From: Qu Wenruo <quwenruo.btrfs@gmx.com>
To: Dimitrios Apostolou <jimis@gmx.net>
Cc: Gerhard Wiesinger <lists@wiesinger.com>, linux-btrfs@vger.kernel.org
Subject: Re: mount compress=zstd leaves files uncompressed, that used to compress well with before
Date: Fri, 28 Mar 2025 06:51:42 +1030 [thread overview]
Message-ID: <b9f7b83d-5efa-4906-9df3-a27f399162fb@gmx.com> (raw)

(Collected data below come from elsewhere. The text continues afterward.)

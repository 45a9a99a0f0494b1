//! What runs inside a goal job: the init container prepares the shared
//! volumes, the monitor container follows the goal container and reports.

pub mod init;
pub mod monitor;
pub mod result;
pub mod watch;

pub use init::{run_init, InitContext};
pub use monitor::{run_monitor, MonitorContext};
pub use result::read_result_file;
pub use watch::ContainerExit;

In-Reply-To: <ba2a850f-6697-7555-baa4-32bc6bf62f81@gmx.net>
在 2025/3/28 00:10, Dimitrios Apostolou 写道:
> On Thu, 27 Mar 2025, Qu Wenruo wrote:
>>
>> 在 2025/3/26 22:45, Dimitrios Apostolou 写道:
>>>
>>> Can't the solution/workaround be way more simple, or stupid even?
>>>
>>> * Either have fallocate(2) return EOPNOTSUPP on a force-compress
>>> filesystem, and leave the work-around to userspace,
>>
>> Unfortunately fallocate has higher priority, not vise-verse.
>>
>> In most cases, compression is a good to have feature, but even with
>> force-compression, we can still have cases that won't be compressed.
>
> Do you know of other cases besides fallocate?
/dev/urandom or something similar, those kind of data will result the
compressed data to be larger than the original, and btrfs will abort
compression no matter the mount option.
>
>>
>> On the other hand, all major upstream fses have support for fallocate,
>> and although I understand preallocation is no longer as simple as
>> non-COW filesystems, not supporting it would still be a big surprise to
>> a lot of user space tools.
>
> I checked what openzfs does, and here is an excerpt from the commit
> message that added support for fallocate:
>
> Since ZFS does COW and snapshows, preallocating blocks for a file
> cannot guarantee that writes to the file will not run out of space.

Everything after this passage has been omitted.